= Good Psychiatric Management =

Psychotherapy for borderline personality disorder

Good Psychiatric Management or General Psychiatric Management (GPM) is a psychodynamically informed treatment for borderline personality disorder (BPD) developed by John G. Gunderson. Initially created as a control group for BPD randomized controlled trials (RCTs), this treatment proved so effective that it was implemented and is still used today. Gunderson sought to create a treatment that could be easily used in mental health services and that integrated what he believed to be the most effective components of existing treatments. Central to the case formulation model is the interpersonal hypersensitivity of the patient diagnosed with BPD, which is believed to underlie the symptoms of this disorder and should be a primary focus of intervention.

== Treatment structure ==
GPM is presented not as a specific psychotherapy model, but as a framework for general psychiatric case management focused on patients with BPD and its comorbidities.

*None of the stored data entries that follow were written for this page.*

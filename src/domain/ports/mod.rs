//! Port trait definitions (Hexagonal Architecture)
//!
//! This module defines async trait interfaces that infrastructure adapters must implement:
//! - ChainProcess / ChainLauncher: one running sampler chain and how to start it
//! - DiagnosticsCollector: cross-chain convergence metrics
//! - StatusSink: where per-cycle status reports go
//!
//! The supervisor only talks to these traits, so it runs unchanged against
//! fake chains and collectors in tests.

pub mod chain_process;
pub mod diagnostics;
pub mod status;

pub use chain_process::{ChainLauncher, ChainProcess};
pub use diagnostics::{DiagnosticsCollector, DiagnosticsRequest};
pub use status::{ChainStatus, NullStatusSink, StatusReport, StatusSink};
use async_trait::async_trait;
use chrono::{DateTime, Utc};
use serde::{Deserialize, Serialize};
use uuid::Uuid;

use crate::domain::models::{ChainId, ChainState, ConvergenceMetrics, Verdict};

/// Per-chain line of a status report
#[derive(Debug, Clone, PartialEq, Eq, Serialize, Deserialize)]
pub struct ChainStatus {
    pub chain: ChainId,
    pub state: ChainState,
    pub samples: u64,
    pub restarts: u32,
}

/// What the supervisor knows at the end of a poll cycle
#[derive(Debug, Clone, PartialEq, Serialize, Deserialize)]
pub struct StatusReport {
    pub run_id: Uuid,
    pub cycle: u64,
    pub state: String,
    pub verdict: Option<Verdict>,
    pub chains: Vec<ChainStatus>,
    pub metrics: Option<ConvergenceMetrics>,
    pub consecutive_diagnostic_failures: u32,
    pub updated_at: DateTime<Utc>,
}

/// Receives status reports. Failures to publish never affect the run.
#[async_trait]
pub trait StatusSink: Send + Sync {
    async fn publish(&self, report: &StatusReport);
}

/// Discards every report
pub struct NullStatusSink;

#[async_trait]
impl StatusSink for NullStatusSink {
    async fn publish(&self, _report: &StatusReport) {}
}
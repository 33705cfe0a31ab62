//! pbgovernor CLI entry point.

use std::process::ExitCode;

use clap::Parser;

use pbgovernor::cli::Cli;

#[tokio::main]
async fn main() -> ExitCode {
    let cli = Cli::parse();
    let json = cli.json;

    match pbgovernor::cli::execute(cli).await {
        Ok(code) => code,
        Err(err) => {
            pbgovernor::cli::handle_error(&err, json);
            ExitCode::FAILURE
        }
    }
}
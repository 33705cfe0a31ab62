//! Configuration management infrastructure
//!
//! Hierarchical configuration using figment:
//! - YAML file loading
//! - Environment variable overrides
//! - Command-line overrides
//! - Configuration validation

pub mod loader;

pub use loader::{ConfigError, ConfigLoader, SlurmFit};
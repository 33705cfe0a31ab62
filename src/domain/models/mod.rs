pub mod chain;
pub mod config;
pub mod metrics;
pub mod verdict;

pub use chain::{ChainId, ChainSpec, ChainState, OutputLayout, PollStatus};
pub use config::{
    DiagnosticsConfig, ExecutionStrategy, LauncherConfig, LogFormat, LoggingConfig, PollConfig,
    RestartPolicy, RotationPolicy, RunConfig, SampleBounds, ShutdownConfig, ThresholdConfig,
};
pub use metrics::{ConvergenceMetrics, SampleSnapshot, TraceDiagnostic};
pub use verdict::{FailureReason, Verdict};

The central goal of GPM is to improve the patient’s quality of life and optimize functioning in relational dynamics. The structured protocol requires a minimum of 2.5 hours per week per patient. A study analyzed the effectiveness of 10 sessions of GPM as a short-term intervention within a stepped care model.

The key components of the treatment structure include:

- Weekly Psychotherapy: Offered only to those who demonstrate potential for actual change.
- Psychoeducation: A crucial element that helps restore meaning to life events, framing them as sources of corrective experience and growth.
- Interpersonal Focus: Throughout the entire treatment, the focus is maintained on the interpersonal hypersensitivity model.
- Session Structure: The intervention begins by promoting motivation and participation. Later sessions evaluate the diagnosis and co-occurring disorders. The final sessions summarize progress, often involving clinicians and family members, and formulate short-term "step up" or "step down" treatment objectives.

== Efficacy ==
A large, methodologically rigorous RCT demonstrated that GPM is as effective as Dialectical Behavioral Therapy (DBT) for BPD. Both treatments led to comparable reductions in self-harm and suicidality over a two-year follow-up, along with similar improvements in BPD symptoms, depression, and interpersonal function. GPM is a less specialized approach, requiring significantly fewer resources and less intensive staff training than DBT. The documented equivalence in patient outcomes between DBT and GPM is highly significant for healthcare providers and financiers. This comparable efficacy suggests that health systems can achieve the goal of restoring and maintaining patient health with a potentially lower-cost, less specialized intervention (GPM), improving resource allocation.

A review suggests that GPM is effective in reducing BPD-specific symptoms in patients diagnosed with BPD. It is however uncertain whether GPM is more effective than other treatments in reducing general symptoms in patients with BPD. There is no evidence for disorders other than BPD, and further studies are needed to confirm the efficacy of GPM.